[[ MATERIAL FOR THE TASK, beginning ]]

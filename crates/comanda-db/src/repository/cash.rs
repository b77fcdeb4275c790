//! # Cash Repository
//!
//! Drawer sessions and their append-only movement log.
//!
//! ## Session Singleton
//! ```text
//! ┌─────────────────────────────────────────────────────────────────────────┐
//! │  CREATE UNIQUE INDEX idx_cash_sessions_singleton_open                   │
//! │      ON cash_sessions(status) WHERE status = 'open';                    │
//! │                                                                         │
//! │  The partial index admits at most one row with status='open', so two    │
//! │  staff members racing to open the drawer resolve at the storage layer:  │
//! │  one insert lands, the other gets a unique violation → Conflict.        │
//! └─────────────────────────────────────────────────────────────────────────┘
//! ```
//!
//! Movements are never edited or deleted. The expected balance is always
//! re-derived by summation over the log, so a crash mid-settlement can
//! never leave a corrupt running total.

use chrono::Utc;
use sqlx::SqlitePool;
use tracing::debug;
use uuid::Uuid;

use crate::error::{DbError, DbResult};
use comanda_core::{CashSession, CashTransaction, CashTransactionKind};

/// Whether a movement insert landed or was recognized as a replay.
#[derive(Debug, Clone, Copy, PartialEq, Eq)]
pub enum RecordOutcome {
    /// The movement row was appended.
    Applied,
    /// A row with the same (attempt_id, seq) already existed.
    AlreadyApplied,
}

/// Repository for cash drawer sessions and movements.
#[derive(Debug, Clone)]
pub struct CashRepository {
    pool: SqlitePool,
}
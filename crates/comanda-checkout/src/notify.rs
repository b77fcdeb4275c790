//! # Debt Notification Boundary
//!
//! One notice per deferred-credit posting, emitted after a settlement
//! commits. Fire-and-forget: the ledger is already consistent by the time
//! a notice is built, so dispatch failure is logged and never propagated.
//!
//! The actual transport (push, messaging app, printed slip) lives with the
//! caller; this crate only defines the boundary and a logging default.

use serde::Serialize;
use tracing::info;

use comanda_core::Money;

/// Everything a transport needs to tell a customer about a new debt.
#[derive(Debug, Clone, Serialize)]
pub struct DebtNotice {
    pub customer_id: String,
    pub customer_name: String,
    /// Phone in whatever format the directory stores; None suppresses
    /// deep-link generation but not the notice itself.
    pub phone: Option<String>,

    /// Amount posted by this settlement, in centavos.
    pub amount_cents: i64,
    /// The customer's running balance after the posting.
    pub new_balance_cents: i64,

    /// Human-readable order lines, e.g. `"2x Chopp 300ml"`.
    pub lines: Vec<String>,
}

impl DebtNotice {
    /// Formats the customer-facing message body.
    pub fn message(&self) -> String {
        let mut body = format!(
            "Hello {}! A new charge of {} was added to your tab.\n",
            self.customer_name,
            Money::from_cents(self.amount_cents)
        );
        for line in &self.lines {
            body.push_str("  ");
            body.push_str(line);
            body.push('\n');
        }
        body.push_str(&format!(
            "Current balance: {}",
            Money::from_cents(self.new_balance_cents)
        ));
        body
    }

    /// Builds a messaging deep-link for the notice, when a phone is known.
    pub fn deep_link(&self) -> Option<String> {
        let phone = self.phone.as_ref()?;
        let digits: String = phone.chars().filter(|c| c.is_ascii_digit()).collect();
        if digits.is_empty() {
            return None;
        }
        Some(format!(
            "https://wa.me/{}?text={}",
            digits,
            percent_encode(&self.message())
        ))
    }
}

/// Minimal percent-encoding for the deep-link query value.
fn percent_encode(text: &str) -> String {
    let mut out = String::with_capacity(text.len());
    for byte in text.bytes() {
        match byte {
            b'A'..=b'Z' | b'a'..=b'z' | b'0'..=b'9' | b'-' | b'_' | b'.' | b'~' => {
                out.push(byte as char)
            }
            _ => out.push_str(&format!("%{byte:02X}")),
        }
    }
    out
}

/// Dispatch boundary for debt notices.
///
/// Implementations must be infallible from the coordinator's point of
/// view: swallow and log transport errors internally.
pub trait Notifier: Send + Sync {
    fn notify(&self, notice: &DebtNotice);
}

/// Default notifier: logs the formatted message and deep-link.
#[derive(Debug, Default, Clone)]
pub struct LogNotifier;

impl Notifier for LogNotifier {
    fn notify(&self, notice: &DebtNotice) {
        info!(
            customer_id = %notice.customer_id,
            amount_cents = notice.amount_cents,
            new_balance_cents = notice.new_balance_cents,
            deep_link = notice.deep_link().as_deref().unwrap_or("-"),
            "Debt notice:\n{}",
            notice.message()
        );
    }
}

// =============================================================================
// Unit Tests
// =============================================================================
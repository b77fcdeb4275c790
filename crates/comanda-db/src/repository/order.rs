//! # Order Repository
//!
//! Orders (tabs), their line items, and the settle compare-and-swap.
//!
//! ## Concurrency Model
//! ```text
//! ┌─────────────────────────────────────────────────────────────────────────┐
//! │  Three guards protect every order:                                      │
//! │                                                                         │
//! │  1. Partial unique index on orders(table_id) WHERE status='open'        │
//! │     → at most one open tab per table; racing opens lose cleanly         │
//! │                                                                         │
//! │  2. Optimistic `version` column                                         │
//! │     → every line-item mutation carries the version it read;             │
//! │       UPDATE ... WHERE version = ? rejects stale writers                │
//! │                                                                         │
//! │  3. Settle guard: UPDATE ... WHERE status='open'                        │
//! │     → exactly one settlement attempt flips Open → Settled; a replay     │
//! │       of the same attempt_id is recognized and reported as such         │
//! └─────────────────────────────────────────────────────────────────────────┘
//! ```
//!
//! The order total is derived: after every line-item write the same
//! transaction recomputes it as `SUM(order_line_items.total_cents)`.

use chrono::Utc;
use sqlx::SqlitePool;
use tracing::debug;
use uuid::Uuid;

use crate::error::{DbError, DbResult};
use comanda_core::{Order, OrderLineItem, Product};

/// Outcome of removing one unit from an order.
#[derive(Debug, Clone, PartialEq, Eq)]
pub enum RemoveOutcome {
    /// One unit removed; the order still has line items.
    Removed,
    /// The last unit of the last line item was removed; the order is now
    /// empty and should be abandoned by the caller.
    OrderEmptied,
    /// No line item for that product existed. Not an error: the state the
    /// caller wanted (product absent) already holds.
    NoLineItem,
}

/// Outcome of the settle compare-and-swap.
#[derive(Debug, Clone, PartialEq, Eq)]
pub enum SettleOutcome {
    /// This call flipped the order from Open to Settled.
    Applied,
    /// The order was already settled by this same attempt (crash replay).
    AlreadyApplied,
}

/// Repository for orders and line items.
#[derive(Debug, Clone)]
pub struct OrderRepository {
    pool: SqlitePool,
}
//! Presentation order for channel verdicts.

use std::cmp::Ordering;

use crate::{ChannelResult, ChannelStatus};

/// Orders verdicts as `Present ++ NotPresent ++ Unknown`.
///
/// Present entries keep the order they were requested in, so a caller that
/// lists `master` first sees it first. NotPresent and Unknown entries are
/// each sorted by name in byte order. The function is pure and idempotent.
pub fn sort_channel_results(mut results: Vec<ChannelResult>) -> Vec<ChannelResult> {
    // `sort_by` is stable, which is what keeps Present entries in request order.
    results.sort_by(compare);
    results
}

fn compare(a: &ChannelResult, b: &ChannelResult) -> Ordering {
    rank(a.status)
        .cmp(&rank(b.status))
        .then_with(|| match a.status {
            ChannelStatus::Present => Ordering::Equal,
            ChannelStatus::NotPresent | ChannelStatus::Unknown => a.name.cmp(&b.name),
        })
}

fn rank(status: ChannelStatus) -> u8 {
    match status {
        ChannelStatus::Present => 0,
        ChannelStatus::NotPresent => 1,
        ChannelStatus::Unknown => 2,
    }
}
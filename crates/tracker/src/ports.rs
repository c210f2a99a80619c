//! Port trait implemented by the GitHub infrastructure adapter.
//!
//! The checker depends only on this trait; the `github` crate supplies the
//! HTTP implementation and tests supply in-memory fakes.

use async_trait::async_trait;

use crate::{ApiError, CancelToken, ChannelName, CommitSha, CompareResult, PrNumber, PullRequest};

/// The two GitHub REST calls the membership check needs, scoped to
/// `NixOS/nixpkgs`.
///
/// Implementations must not retry. Every call must return
/// [`ApiError::cancelled`] promptly once `cancel` fires.
#[async_trait]
pub trait GitHubApi: Send + Sync {
    /// Fetches one pull request.
    ///
    /// # Errors
    ///
    /// - [`crate::ApiErrorKind::NotFound`] on HTTP 404.
    /// - [`crate::ApiErrorKind::RateLimited`] on HTTP 403 with an exhausted quota.
    /// - [`crate::ApiErrorKind::Generic`] for any other failure.
    /// - [`crate::ApiErrorKind::Cancelled`] if `cancel` fires first.
    async fn get_pull_request(
        &self,
        cancel: &CancelToken,
        number: PrNumber,
    ) -> Result<PullRequest, ApiError>;

    /// Compares `commit` against the head of `branch`.
    ///
    /// A result with `behind_by == 0` means `commit` is reachable from the
    /// branch head.
    ///
    /// # Errors
    ///
    /// Same classification as [`GitHubApi::get_pull_request`]; a 404 means the
    /// branch or the commit is unknown.
    async fn compare_commit_with_branch(
        &self,
        cancel: &CancelToken,
        commit: &CommitSha,
        branch: &ChannelName,
    ) -> Result<CompareResult, ApiError>;
}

[[ MATERIAL FOR THE TASK, end ]]

Extract all lines from the data in which "that" is found.

REPLY TO THE TASK —
    /// No line item for that product existed. Not an error: the state the
/// Present entries keep the order they were requested in, so a caller that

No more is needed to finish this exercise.